§ Prompt
Your task is to repeat the entries exactly from their first line through the line with "pub const DEFAULT_MIME_TYPE: &str", and to stop there.
*** Data for this task Section Begins ***
/// Default object storage bucket for attachments
pub const DEFAULT_STORAGE_BUCKET: &str = "images";

/// Lifetime of attachment signed URLs in seconds (one year)
pub const SIGNED_URL_TTL_SECS: u64 = 31_536_000;

/// How long a message must stay visible before it is marked read, in milliseconds
pub const READ_RECEIPT_DELAY_MS: u64 = 500;

/// Maximum attachment size in bytes (50 MiB)
pub const MAX_UPLOAD_SIZE: usize = 50 * 1024 * 1024;

/// Buffer size of a single subscription's event channel
pub const FEED_CHANNEL_CAPACITY: usize = 256;

/// Buffer size of the backend-wide change broadcast
pub const FEED_BROADCAST_CAPACITY: usize = 1024;

/// Prefix of realtime conversation topics
pub const TOPIC_PREFIX: &str = "conversation";

/// Notification tag used for incoming messages so they replace each other
pub const NOTIFICATION_TAG: &str = "new-message";

/// Display name used when a sender profile is not known
pub const UNKNOWN_USER: &str = "Unknown User";

/// MIME type assumed when an attachment carries none
pub const DEFAULT_MIME_TYPE: &str = "application/octet-stream";
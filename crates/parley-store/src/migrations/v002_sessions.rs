use rusqlite::Connection;

const UP_SQL: &str = r#"
CREATE TABLE IF NOT EXISTS sessions (
    token      TEXT PRIMARY KEY NOT NULL,     -- opaque bearer token
    user_id    TEXT NOT NULL,                 -- FK -> profiles(id)
    created_at TEXT NOT NULL,
    FOREIGN KEY (user_id) REFERENCES profiles(id) ON DELETE CASCADE
);
"#;

pub fn up(conn: &Connection) -> Result<(), rusqlite::Error> {
    conn.execute_batch(UP_SQL)
}
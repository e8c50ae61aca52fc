//! Draft input for the message composer.

use parley_shared::{ChatError, MessageId, OutgoingFile};

use crate::conversation::Conversation;

/// What the composer hands to the conversation on submit.
#[derive(Debug, Clone, PartialEq, Eq)]
pub struct Draft {
    pub content: Option<String>,
    pub file: Option<OutgoingFile>,
}

#[derive(Debug, Default)]
pub struct Composer {
    text: String,
    file: Option<OutgoingFile>,
}

impl Composer {
    pub fn new() -> Self {
        Self::default()
    }

    pub fn text(&self) -> &str {
        &self.text
    }

    pub fn set_text(&mut self, text: impl Into<String>) {
        self.text = text.into();
    }

    pub fn attach(&mut self, file: OutgoingFile) {
        self.file = Some(file);
    }

    pub fn detach(&mut self) -> Option<OutgoingFile> {
        self.file.take()
    }

    pub fn attachment(&self) -> Option<&OutgoingFile> {
        self.file.as_ref()
    }

    pub fn can_submit(&self) -> bool {
        !self.text.trim().is_empty() || self.file.is_some()
    }

    /// Take the draft and reset the input.  `None` when there is nothing to send.
    pub fn take(&mut self) -> Option<Draft> {
        if !self.can_submit() {
            return None;
        }
        let text = std::mem::take(&mut self.text);
        Some(Draft {
            content: (!text.trim().is_empty()).then_some(text),
            file: self.file.take(),
        })
    }

    /// Submit the current draft to `conversation`.  The input is cleared
    /// before the send completes, even when it then fails.
    pub async fn send(&mut self, conversation: &mut Conversation) -> Result<Option<MessageId>, ChatError> {
        match self.take() {
            Some(draft) => conversation.submit(draft.content.as_deref(), draft.file).await,
            None => Ok(None),
        }
    }
}
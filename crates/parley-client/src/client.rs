//! Top-level client: owns the session, and while signed in the directory,
//! conversation, composer and shell.

use parley_shared::{ChatError, MessageId, NotificationPermission, Profile, ProfileId, Session};
use tokio::time::Instant;
use tracing::{info, warn};

use crate::composer::Composer;
use crate::context::ChatContext;
use crate::conversation::Conversation;
use crate::directory::Directory;
use crate::events::EventSender;
use crate::session::SessionStore;
use crate::shell::{Shell, ShellView};

#[derive(Debug, Clone, Copy, PartialEq, Eq)]
pub enum Screen {
    SignIn,
    Chat,
}

struct ChatState {
    directory: Directory,
    conversation: Conversation,
}

pub struct ChatClient {
    ctx: ChatContext,
    session: SessionStore,
    chat: Option<ChatState>,
    composer: Composer,
    shell: Shell,
    events: Option<EventSender>,
}

impl ChatClient {
    pub fn new(ctx: ChatContext) -> Self {
        Self {
            session: SessionStore::new(ctx.clone()),
            ctx,
            chat: None,
            composer: Composer::new(),
            shell: Shell::new(),
            events: None,
        }
    }

    pub fn with_events(mut self, tx: EventSender) -> Self {
        self.events = Some(tx);
        self
    }

    /// Restore the session and decide which screen to show.
    pub async fn start(&mut self) -> Result<Screen, ChatError> {
        match self.session.restore().await.cloned() {
            Ok(me) => {
                self.enter_chat(me).await;
                Ok(Screen::Chat)
            }
            Err(ChatError::Auth(e)) => {
                info!(reason = %e, "No session, showing sign-in");
                Ok(Screen::SignIn)
            }
            Err(e) => Err(e),
        }
    }

    /// Follow a session change from [`SessionStore::watch`].
    pub async fn on_session_changed(&mut self, session: Option<Session>) -> Result<Screen, ChatError> {
        let previous = self.session.user_id().cloned();
        let me = match self.session.on_session_changed(session).await {
            Ok(profile) => profile.cloned(),
            Err(ChatError::Auth(e)) => {
                warn!(reason = %e, "Session change without a usable profile");
                None
            }
            Err(e) => return Err(e),
        };

        match me {
            Some(me) if previous.as_ref() == Some(&me.id) && self.chat.is_some() => Ok(Screen::Chat),
            Some(me) => {
                self.leave_chat().await;
                self.enter_chat(me).await;
                Ok(Screen::Chat)
            }
            None => {
                self.leave_chat().await;
                Ok(Screen::SignIn)
            }
        }
    }

    async fn enter_chat(&mut self, me: Profile) {
        let mut directory = Directory::new(self.ctx.clone(), me.id.clone());
        // A failed load is shown as a banner; the chat screen still opens.
        let _ = directory.refresh().await;

        let mut conversation = Conversation::new(self.ctx.clone(), me);
        if let Some(tx) = &self.events {
            conversation = conversation.with_events(tx.clone());
        }
        self.chat = Some(ChatState {
            directory,
            conversation,
        });
    }

    async fn leave_chat(&mut self) {
        if let Some(mut chat) = self.chat.take() {
            chat.conversation.close().await;
        }
        self.composer = Composer::new();
        self.shell = Shell::new();
    }

    pub fn screen(&self) -> Screen {
        if self.chat.is_some() {
            Screen::Chat
        } else {
            Screen::SignIn
        }
    }

    pub fn session(&self) -> &SessionStore {
        &self.session
    }

    pub fn directory(&self) -> Option<&Directory> {
        self.chat.as_ref().map(|c| &c.directory)
    }

    pub fn conversation(&self) -> Option<&Conversation> {
        self.chat.as_ref().map(|c| &c.conversation)
    }

    pub fn conversation_mut(&mut self) -> Option<&mut Conversation> {
        self.chat.as_mut().map(|c| &mut c.conversation)
    }

    pub fn composer_mut(&mut self) -> &mut Composer {
        &mut self.composer
    }

    pub fn shell_mut(&mut self) -> &mut Shell {
        &mut self.shell
    }

    pub async fn refresh_directory(&mut self) -> Result<usize, ChatError> {
        match self.chat.as_mut() {
            Some(chat) => chat.directory.refresh().await,
            None => Ok(0),
        }
    }

    /// Open the conversation with `peer`.  Unknown ids are ignored.
    pub async fn select_peer(&mut self, peer: &ProfileId) -> Result<(), ChatError> {
        let Some(chat) = self.chat.as_mut() else {
            return Ok(());
        };
        let Some(profile) = chat.directory.select(peer) else {
            warn!(peer = %peer, "Selected peer is not in the directory");
            return Ok(());
        };
        self.shell.close_sidebar();
        chat.conversation.select_peer(profile).await
    }

    /// Send the composer's draft to the selected peer.
    pub async fn send(&mut self) -> Result<Option<MessageId>, ChatError> {
        match self.chat.as_mut() {
            Some(chat) => self.composer.send(&mut chat.conversation).await,
            None => Ok(None),
        }
    }

    pub async fn rename(&mut self, username: &str) -> Result<bool, ChatError> {
        let changed = self.session.rename(username).await?;
        if changed {
            if let (Some(chat), Some(me)) = (self.chat.as_mut(), self.session.profile()) {
                chat.conversation.set_me(me.clone());
            }
        }
        Ok(changed)
    }

    pub async fn sign_out(&mut self) -> Result<(), ChatError> {
        self.leave_chat().await;
        self.session.sign_out().await
    }

    pub fn notification_permission(&self) -> NotificationPermission {
        self.ctx.notifier.permission()
    }

    /// Answer the shell's "Enable notifications" prompt.
    pub fn request_notifications(&self) -> NotificationPermission {
        let permission = self.ctx.notifier.request_permission();
        info!(?permission, "Notification permission requested");
        permission
    }

    /// Handle queued realtime events and due read receipts without waiting.
    pub async fn pump(&mut self) -> usize {
        let Some(chat) = self.chat.as_mut() else {
            return 0;
        };
        let handled = chat.conversation.drain_events();
        handled + chat.conversation.flush_read_receipts(Instant::now()).await
    }

    pub fn render(&self) -> Option<ShellView> {
        let chat = self.chat.as_ref()?;
        Some(self.shell.render(
            &self.session,
            &chat.directory,
            &chat.conversation,
            self.notification_permission(),
        ))
    }
}
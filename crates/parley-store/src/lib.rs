//! # parley-store
//!
//! Local backend for the Parley client, backed by SQLite.
//!
//! The crate implements every collaborator trait from `parley-shared` without
//! a hosted platform: profile and message rows live in a `rusqlite` database,
//! attachments in a directory-per-bucket object store with signed URLs,
//! change events fan out through an in-process broadcast feed, and sessions
//! are issued by [`LocalAuth`].

pub mod auth;
pub mod backend;
pub mod database;
pub mod feed;
pub mod messages;
pub mod migrations;
pub mod objects;
pub mod profiles;
pub mod sessions;

mod error;

pub use auth::LocalAuth;
pub use backend::{BackendConfig, LocalBackend};
pub use database::Database;
pub use error::StoreError;
pub use feed::Feed;
pub use objects::ObjectStore;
*** Data for this task Section Ends ***
§ Response for this exercise
/// Default object storage bucket for attachments
pub const DEFAULT_STORAGE_BUCKET: &str = "images";

/// Lifetime of attachment signed URLs in seconds (one year)
pub const SIGNED_URL_TTL_SECS: u64 = 31_536_000;

/// How long a message must stay visible before it is marked read, in milliseconds
pub const READ_RECEIPT_DELAY_MS: u64 = 500;

/// Maximum attachment size in bytes (50 MiB)
pub const MAX_UPLOAD_SIZE: usize = 50 * 1024 * 1024;

/// Buffer size of a single subscription's event channel
pub const FEED_CHANNEL_CAPACITY: usize = 256;

/// Buffer size of the backend-wide change broadcast
pub const FEED_BROADCAST_CAPACITY: usize = 1024;

/// Prefix of realtime conversation topics
pub const TOPIC_PREFIX: &str = "conversation";

/// Notification tag used for incoming messages so they replace each other
pub const NOTIFICATION_TAG: &str = "new-message";

/// Display name used when a sender profile is not known
pub const UNKNOWN_USER: &str = "Unknown User";

/// MIME type assumed when an attachment carries none
pub const DEFAULT_MIME_TYPE: &str = "application/octet-stream";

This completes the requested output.